Print the records below from the first line through the line containing "response is a", both included, word for word.

◆ **Collected data**
↓

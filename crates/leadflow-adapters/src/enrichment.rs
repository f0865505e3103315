//! Company enrichment over HTTP.
//!
//! `GET <endpoint>?company=<name>` with a bearer token; the response is a
//! JSON object with optional `industry`, `funding`, `website` and `summary`
//! fields. Unknown fields are ignored.

use async_trait::async_trait;
use leadflow_core::{Enrichment, EnrichmentData, ResearchError};
use tracing::debug;

use crate::error::{research_error, AdapterError};
use crate::{non_blank, Result, USER_AGENT};

pub const ENV_API_KEY: &str = "ENRICHMENT_API_KEY";
pub const ENV_URL: &str = "ENRICHMENT_URL";

/// Connection settings for [`HttpEnrichment`].
#[derive(Debug, Clone, PartialEq, Eq)]
pub struct HttpEnrichmentConfig {
    pub endpoint: String,
    pub api_key: String,
}

impl HttpEnrichmentConfig {
    pub fn new(endpoint: impl Into<String>, api_key: impl Into<String>) -> Self {
        Self {
            endpoint: endpoint.into(),
            api_key: api_key.into(),
        }
    }

    /// Build from `ENRICHMENT_URL` and `ENRICHMENT_API_KEY`; both required.
    pub fn from_env() -> Result<Self> {
        Self::from_lookup(|key| std::env::var(key).ok())
    }

    pub fn from_lookup(lookup: impl Fn(&str) -> Option<String>) -> Result<Self> {
        let api_key =
            non_blank(&lookup, ENV_API_KEY).ok_or(AdapterError::MissingConfig(ENV_API_KEY))?;
        let endpoint = non_blank(&lookup, ENV_URL).ok_or(AdapterError::MissingConfig(ENV_URL))?;
        Ok(Self::new(endpoint, api_key))
    }

    /// Lookup URL for `company_name`.
    pub fn request_url(&self, company_name: &str) -> Result<reqwest::Url> {
        reqwest::Url::parse_with_params(&self.endpoint, &[("company", company_name)])
            .map_err(|e| AdapterError::InvalidEndpoint(format!("{}: {e}", self.endpoint)))
    }
}

/// HTTP implementation of [`Enrichment`].
pub struct HttpEnrichment {
    config: HttpEnrichmentConfig,
    http: reqwest::Client,
}

impl HttpEnrichment {
    pub fn new(config: HttpEnrichmentConfig) -> Result<Self> {
        config.request_url("probe")?;
        let http = reqwest::Client::builder().user_agent(USER_AGENT).build()?;
        Ok(Self { config, http })
    }

    pub fn from_env() -> Result<Self> {
        Self::new(HttpEnrichmentConfig::from_env()?)
    }

    /// Fetch enrichment data for one company.
    pub async fn fetch(&self, company_name: &str) -> Result<EnrichmentData> {
        let url = self.config.request_url(company_name)?;
        let response = self
            .http
            .get(url)
            .bearer_auth(&self.config.api_key)
            .send()
            .await?;

        let status = response.status();
        if !status.is_success() {
            let body = response.text().await.unwrap_or_default();
            return Err(AdapterError::Status {
                status: status.as_u16(),
                body,
            });
        }

        let bytes = response.bytes().await?;
        let data: EnrichmentData = serde_json::from_slice(&bytes)?;
        debug!(company = %company_name, "enrichment fetched");
        Ok(data)
    }
}

#[async_trait]
impl Enrichment for HttpEnrichment {
    async fn enrich(
        &self,
        company_name: &str,
    ) -> std::result::Result<EnrichmentData, ResearchError> {
        self.fetch(company_name)
            .await
            .map_err(|err| research_error(company_name, err))
    }
}

#[cfg(test)]
mod tests {
    use super::*;

    #[test]
    fn both_variables_are_required() {
        let err = HttpEnrichmentConfig::from_lookup(|key| {
            (key == ENV_API_KEY).then(|| "secret".to_string())
        })
        .unwrap_err();
        assert!(matches!(err, AdapterError::MissingConfig(ENV_URL)));

        let err = HttpEnrichmentConfig::from_lookup(|_| None).unwrap_err();
        assert!(matches!(err, AdapterError::MissingConfig(ENV_API_KEY)));
    }

    #[test]
    fn request_url_encodes_company() {
        let config = HttpEnrichmentConfig::new("https://enrich.test/v1/companies", "k");
        let url = config.request_url("AT&T Labs").unwrap();
        assert_eq!(
            url.as_str(),
            "https://enrich.test/v1/companies?company=AT%26T+Labs"
        );
    }

    #[test]
    fn invalid_endpoint_is_rejected() {
        let config = HttpEnrichmentConfig::new("::nope::", "k");
        assert!(matches!(
            HttpEnrichment::new(config),
            Err(AdapterError::InvalidEndpoint(_))
        ));
    }

    #[test]
    fn payload_ignores_unknown_fields() {
        let data: EnrichmentData = serde_json::from_str(
            r#"{"industry":"SaaS","funding":"Series C","employees":900}"#,
        )
        .unwrap();
        assert_eq!(data.industry.as_deref(), Some("SaaS"));
        assert_eq!(data.website, None);
    }
}
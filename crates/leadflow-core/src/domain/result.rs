//! Terminal artifact of a pipeline run.

use leadflow_state::SessionId;
use serde::{Deserialize, Serialize};

use super::lead::LeadRecord;
use super::outreach::{OutreachDraft, ValidationStatus};
use super::score::ScoreResult;
use crate::repair::RepairTrace;

/// One (company, contact) pair to run through the pipeline.
#[derive(Debug, Clone, PartialEq, Eq, Serialize, Deserialize)]
pub struct LeadRequest {
    pub company_name: String,
    pub contact_name: String,
}

impl LeadRequest {
    pub fn new(company_name: impl Into<String>, contact_name: impl Into<String>) -> Self {
        Self {
            company_name: company_name.into(),
            contact_name: contact_name.into(),
        }
    }
}

/// The externally visible result of a completed run. Immutable once returned.
///
/// `validation_status` always says whether `outreach` is the first draft,
/// a repaired draft, or the fallback message.
#[derive(Debug, Clone, PartialEq, Serialize, Deserialize)]
pub struct PipelineResult {
    pub session_id: SessionId,
    pub research: LeadRecord,
    pub score: ScoreResult,
    pub score_explanation: String,
    pub outreach: OutreachDraft,
    pub validation_status: ValidationStatus,
    pub repair: RepairTrace,
}
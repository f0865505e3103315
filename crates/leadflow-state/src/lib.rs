//! Leadflow-State: session storage for pipeline runs
//!
//! Each pipeline run owns exactly one session. Stages commit their output
//! into named slots of that session so later stages (and callers) can read
//! them back by session ID.
//!
//! ## Layer 0 - Data/Persistence
//!
//! ## Key Components
//!
//! - `SessionStore`: async create/get/put contract
//! - `MemorySessionStore`: in-process backend
//! - `SurrealSessionStore`: SurrealDB backend (`mem://` or remote)
//! - `ContentDigest`: SHA-256 digest for sealing artifacts

mod error;
pub mod fakes;
pub mod storage_traits;
pub mod surreal_store;

pub use error::StorageError;
pub use fakes::MemorySessionStore;
pub use storage_traits::{
    ContentDigest, SessionId, SessionRecord, SessionState, SessionStore, StorageResult,
};
pub use surreal_store::SurrealSessionStore;
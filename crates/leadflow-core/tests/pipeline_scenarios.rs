//! End-to-end pipeline scenarios over in-memory and SurrealDB session stores.

mod common;

use std::sync::atomic::Ordering;
use std::sync::Arc;
use std::time::Duration;

use async_trait::async_trait;
use common::{
    acme, lead, AlwaysFail, FullStore, ReadOnlyStore, RecordingObserver, StallingTransform,
};
use leadflow_core::pipeline::slots;
use leadflow_core::{
    fallback_message, DraftValidator, Enrichment, EnrichmentData, IntentSignal, LeadRecord,
    LeadRequest, MockResearch, Pipeline, PipelineConfig, PipelineError, PipelineStage,
    ResearchError, ResearchProvider, RuleValidator, Tier, ValidationContext, ValidationStatus,
};
use leadflow_state::{MemorySessionStore, SessionStore, SurrealSessionStore};

fn research() -> MockResearch {
    MockResearch::new()
        .with_record(acme())
        .with_record(lead("GreenEnergy", Some(120), IntentSignal::Medium))
        .with_record(lead("QuantumSoft", Some(25), IntentSignal::Low))
        .with_unknown("Nowhere Inc")
}

fn pipeline_with(store: Arc<dyn SessionStore>) -> Pipeline {
    Pipeline::builder(Arc::new(research()), store).build().unwrap()
}

#[tokio::test]
async fn test_acme_high_intent_is_tier_a_and_valid() {
    let store = Arc::new(MemorySessionStore::new());
    let pipeline = pipeline_with(store.clone());

    let result = pipeline.run("Acme Corp", "Sarah Thompson").await.unwrap();

    assert_eq!(result.score.score, 20.0);
    assert_eq!(result.score.tier, Tier::A);
    assert_eq!(result.validation_status, ValidationStatus::Valid);
    assert!(result.outreach.text.starts_with("Hi Sarah Thompson,"));
    assert!(result.outreach.text.contains("Acme Corp"));
    assert!(result.score_explanation.contains("Tier A"));
    assert!(result.score_explanation.contains("500 employees"));

    let record = store.get(&result.session_id).await.unwrap();
    for slot in [
        slots::RESEARCH,
        slots::SCORE,
        slots::OUTREACH,
        slots::REPAIR,
        slots::RESULT,
    ] {
        assert!(record.state.get(slot).is_some(), "missing slot {slot}");
    }
    assert_eq!(record.state.get(slots::SCORE).unwrap()["tier"], "A");
    let summary = record.state.get(slots::LEAD_SUMMARY).unwrap();
    assert_eq!(summary.as_str(), Some(result.research.summary_text().as_str()));
    assert!(result.research.summary_text().contains("Company: Acme Corp"));
    assert_eq!(
        record.state.get(slots::RESULT).unwrap()["validation_status"],
        "valid"
    );
}

#[tokio::test]
async fn test_inputs_are_trimmed() {
    let pipeline = pipeline_with(Arc::new(MemorySessionStore::new()));
    let result = pipeline.run("  Acme Corp ", " Sarah ").await.unwrap();
    assert!(result.outreach.text.starts_with("Hi Sarah,"));
    assert_eq!(result.research.company_name, "Acme Corp");
}

#[tokio::test(start_paused = true)]
async fn test_always_timing_out_transform_still_produces_outreach() {
    let transform = StallingTransform::new();
    let config = PipelineConfig {
        polishing_enabled: true,
        model_timeout: Duration::from_millis(100),
        retry_backoff: Duration::from_millis(10),
        ..PipelineConfig::default()
    };
    let pipeline = Pipeline::builder(Arc::new(research()), Arc::new(MemorySessionStore::new()))
        .config(config)
        .transform(transform.clone())
        .build()
        .unwrap();

    let result = pipeline.run("Acme Corp", "Sarah").await.unwrap();

    assert!(matches!(
        result.validation_status,
        ValidationStatus::Valid | ValidationStatus::Fallback
    ));
    assert!(!result.outreach.text.trim().is_empty());
    assert!(transform.calls.load(Ordering::SeqCst) >= 1);
}

#[tokio::test]
async fn test_failing_validator_uses_fallback() {
    let pipeline = Pipeline::builder(Arc::new(research()), Arc::new(MemorySessionStore::new()))
        .validator(Arc::new(AlwaysFail::default()))
        .build()
        .unwrap();

    let result = pipeline.run("QuantumSoft", "Jen").await.unwrap();

    assert_eq!(result.validation_status, ValidationStatus::Fallback);
    assert_eq!(result.outreach.text, fallback_message("Jen", "QuantumSoft"));
    assert_eq!(result.repair.validations.len(), 2);
}

#[tokio::test]
async fn test_unknown_company_fails_before_drafting() {
    let store = Arc::new(MemorySessionStore::new());
    let pipeline = pipeline_with(store.clone());

    let err = pipeline.run("Nowhere Inc", "Sam").await.unwrap_err();

    match &err {
        PipelineError::ResearchUnavailable { company, source } => {
            assert_eq!(company, "Nowhere Inc");
            assert!(matches!(source, ResearchError::UnknownCompany(_)));
        }
        other => panic!("expected ResearchUnavailable, got {other:?}"),
    }
    assert_eq!(err.stage(), PipelineStage::Research);

    let sessions = store.list().await.unwrap();
    assert_eq!(sessions.len(), 1);
    assert!(sessions[0].state.get(slots::OUTREACH).is_none());
    assert!(sessions[0].state.get(slots::RESEARCH).is_none());
}

#[tokio::test]
async fn test_session_allocation_failure_is_fatal() {
    let pipeline = Pipeline::builder(Arc::new(research()), Arc::new(FullStore))
        .build()
        .unwrap();
    let err = pipeline.run("Acme Corp", "Sarah").await.unwrap_err();
    assert!(matches!(err, PipelineError::SessionCreation(_)));
}

#[tokio::test]
async fn test_missing_employee_count_is_rejected() {
    let research = MockResearch::new().with_record(lead("Stealth Co", None, IntentSignal::High));
    let store = Arc::new(MemorySessionStore::new());
    let pipeline = Pipeline::builder(Arc::new(research), store.clone())
        .build()
        .unwrap();

    let err = pipeline.run("Stealth Co", "Ada").await.unwrap_err();

    assert!(matches!(err, PipelineError::MissingField("employee_count")));
    let sessions = store.list().await.unwrap();
    assert!(sessions[0].state.get(slots::RESEARCH).is_some());
    assert!(sessions[0].state.get(slots::SCORE).is_none());
}

#[tokio::test]
async fn test_negative_employee_count_is_rejected() {
    let research = MockResearch::new().with_record(lead("Odd Co", Some(-5), IntentSignal::Low));
    let pipeline = Pipeline::builder(Arc::new(research), Arc::new(MemorySessionStore::new()))
        .build()
        .unwrap();

    let err = pipeline.run("Odd Co", "Ada").await.unwrap_err();
    match err {
        PipelineError::InvalidInput { field, .. } => assert_eq!(field, "employee_count"),
        other => panic!("expected InvalidInput, got {other:?}"),
    }
}

#[tokio::test]
async fn test_unsafe_input_is_rejected_without_a_session() {
    let store = Arc::new(MemorySessionStore::new());
    let pipeline = pipeline_with(store.clone());

    for (company, contact) in [
        ("", "Sarah"),
        ("Acme Corp", "   "),
        ("Acme Corp", "sarah@acme.io"),
        ("{{company}}", "Sarah"),
        ("Acme Corp", "Sarah\nThompson"),
    ] {
        let err = pipeline.run(company, contact).await.unwrap_err();
        assert!(
            matches!(err, PipelineError::InvalidInput { .. }),
            "{company:?}/{contact:?} gave {err:?}"
        );
    }
    assert!(store.list().await.unwrap().is_empty());
}

#[tokio::test]
async fn test_store_put_failures_are_absorbed() {
    let store = Arc::new(ReadOnlyStore::default());
    let pipeline = pipeline_with(store.clone());

    let result = pipeline.run("Acme Corp", "Sarah").await.unwrap();

    assert_eq!(result.validation_status, ValidationStatus::Valid);
    assert_eq!(store.failed_puts.load(Ordering::SeqCst), 5);
}

#[tokio::test]
async fn test_observer_sees_every_stage_in_order() {
    let observer = Arc::new(RecordingObserver::default());
    let pipeline = Pipeline::builder(Arc::new(research()), Arc::new(MemorySessionStore::new()))
        .observer(observer.clone())
        .build()
        .unwrap();

    pipeline.run("Acme Corp", "Sarah").await.unwrap();

    let finished = observer.finished.lock().unwrap().clone();
    let stages: Vec<PipelineStage> = finished.iter().map(|(stage, _)| *stage).collect();
    assert_eq!(
        stages,
        vec![
            PipelineStage::Input,
            PipelineStage::Session,
            PipelineStage::Research,
            PipelineStage::Persist,
            PipelineStage::Score,
            PipelineStage::Persist,
            PipelineStage::Outreach,
            PipelineStage::Persist,
            PipelineStage::Persist,
            PipelineStage::Persist,
        ]
    );
    assert!(finished.iter().all(|(_, ok)| *ok));
    assert_eq!(observer.started.lock().unwrap().len(), finished.len());
}

#[tokio::test]
async fn test_batch_runs_are_isolated_and_ordered() {
    let store = Arc::new(MemorySessionStore::new());
    let pipeline = pipeline_with(store.clone());
    let cases = vec![
        LeadRequest::new("Acme Corp", "Sarah"),
        LeadRequest::new("GreenEnergy", "Mike"),
        LeadRequest::new("Nowhere Inc", "Sam"),
        LeadRequest::new("QuantumSoft", "Jen"),
    ];

    let results = pipeline.run_batch(&cases).await;

    assert_eq!(results.len(), 4);
    let ok: Vec<_> = results.iter().filter_map(|r| r.as_ref().ok()).collect();
    assert_eq!(ok.len(), 3);
    assert_eq!(ok[0].research.company_name, "Acme Corp");
    assert_eq!(ok[1].research.company_name, "GreenEnergy");
    assert_eq!(ok[2].research.company_name, "QuantumSoft");
    assert_eq!(ok[1].score.tier, Tier::B);
    assert_eq!(ok[2].score.tier, Tier::C);
    assert!(matches!(
        results[2],
        Err(PipelineError::ResearchUnavailable { .. })
    ));

    assert_ne!(ok[0].session_id, ok[1].session_id);
    assert!(ok[1].outreach.text.contains("Mike"));
    assert!(!ok[1].outreach.text.contains("Sarah"));
    assert_eq!(store.list().await.unwrap().len(), 4);
}

struct FixedEnrichment;

#[async_trait]
impl Enrichment for FixedEnrichment {
    async fn enrich(&self, company_name: &str) -> Result<EnrichmentData, ResearchError> {
        Ok(EnrichmentData {
            industry: Some("SaaS".to_string()),
            funding: Some("Series C".to_string()),
            website: Some(format!(
                "https://www.{}.com",
                company_name.to_lowercase().replace(' ', "")
            )),
            summary: None,
        })
    }
}

#[tokio::test]
async fn test_enrichment_is_applied_only_when_enabled() {
    let enabled = PipelineConfig {
        enrichment_enabled: true,
        ..PipelineConfig::default()
    };
    let pipeline = Pipeline::builder(Arc::new(research()), Arc::new(MemorySessionStore::new()))
        .config(enabled)
        .enrichment(Arc::new(FixedEnrichment))
        .build()
        .unwrap();
    let result = pipeline.run("Acme Corp", "Sarah").await.unwrap();
    assert_eq!(result.research.funding.as_deref(), Some("Series C"));
    assert_eq!(
        result.research.website.as_deref(),
        Some("https://www.acmecorp.com")
    );
    assert!(result.outreach.text.contains("SaaS space"));

    let pipeline = Pipeline::builder(Arc::new(research()), Arc::new(MemorySessionStore::new()))
        .enrichment(Arc::new(FixedEnrichment))
        .build()
        .unwrap();
    let result = pipeline.run("Acme Corp", "Sarah").await.unwrap();
    assert_eq!(result.research.funding, None);
}

#[tokio::test]
async fn test_surreal_store_end_to_end() {
    let store = Arc::new(SurrealSessionStore::in_memory().await.unwrap());
    let pipeline = pipeline_with(store.clone());

    let result = pipeline.run("GreenEnergy", "Mike").await.unwrap();

    let record = store.get(&result.session_id).await.unwrap();
    let stored = record.state.get(slots::RESULT).unwrap();
    assert_eq!(stored["session_id"], result.session_id.as_str());
    assert_eq!(stored["score"]["tier"], "B");
}

/// Returns Acme's record under a different name.
struct RenamingResearch {
    name: &'static str,
}

#[async_trait]
impl ResearchProvider for RenamingResearch {
    async fn lookup(&self, _company_name: &str) -> Result<LeadRecord, ResearchError> {
        let mut record = acme();
        record.company_name = self.name.to_string();
        Ok(record)
    }
}

#[tokio::test]
async fn test_unsafe_renamed_company_is_replaced_by_input_name() {
    let research = Arc::new(RenamingResearch {
        name: "Acme Corp - guaranteed growth",
    });
    let pipeline = Pipeline::builder(research.clone(), Arc::new(MemorySessionStore::new()))
        .build()
        .unwrap();
    let result = pipeline.run("Acme Corp", "Sarah").await.unwrap();
    assert_eq!(result.research.company_name, "Acme Corp");
    assert_eq!(result.validation_status, ValidationStatus::Valid);

    let pipeline = Pipeline::builder(research, Arc::new(MemorySessionStore::new()))
        .validator(Arc::new(AlwaysFail::default()))
        .build()
        .unwrap();
    let result = pipeline.run("Acme Corp", "Sarah").await.unwrap();
    assert_eq!(result.validation_status, ValidationStatus::Fallback);
    assert_eq!(result.outreach.text, fallback_message("Sarah", "Acme Corp"));
    let ctx = ValidationContext {
        contact_name: "Sarah",
        company_name: "Acme Corp",
    };
    assert!(RuleValidator::default().validate(&result.outreach, &ctx).passed);
}

#[tokio::test]
async fn test_safe_canonical_company_name_is_kept() {
    let pipeline = Pipeline::builder(
        Arc::new(RenamingResearch {
            name: "Acme Corporation",
        }),
        Arc::new(MemorySessionStore::new()),
    )
    .build()
    .unwrap();
    let result = pipeline.run("acme", "Sarah").await.unwrap();
    assert_eq!(result.research.company_name, "Acme Corporation");
    assert!(result.outreach.text.contains("Acme Corporation"));
    assert_eq!(result.validation_status, ValidationStatus::Valid);
}

struct BannedIndustryEnrichment;

#[async_trait]
impl Enrichment for BannedIndustryEnrichment {
    async fn enrich(&self, _company_name: &str) -> Result<EnrichmentData, ResearchError> {
        Ok(EnrichmentData {
            industry: Some("Guaranteed Growth Tech".to_string()),
            ..Default::default()
        })
    }
}

#[tokio::test]
async fn test_enriched_industry_failing_content_rules_is_dropped() {
    let config = PipelineConfig {
        enrichment_enabled: true,
        ..PipelineConfig::default()
    };
    let pipeline = Pipeline::builder(Arc::new(research()), Arc::new(MemorySessionStore::new()))
        .config(config)
        .enrichment(Arc::new(BannedIndustryEnrichment))
        .build()
        .unwrap();

    let result = pipeline.run("Acme Corp", "Sarah").await.unwrap();

    assert_eq!(result.research.industry, "");
    assert!(result.outreach.text.contains("I came across Acme Corp"));
    assert_eq!(result.validation_status, ValidationStatus::Valid);
}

↑

◆ **ANSWER TO THIS EXERCISE**
filename crates/leadflow-adapters/src/enrichment.rs
repository f0865505e3103315
//! Company enrichment over HTTP.
//!
//! `GET <endpoint>?company=<name>` with a bearer token; the response is a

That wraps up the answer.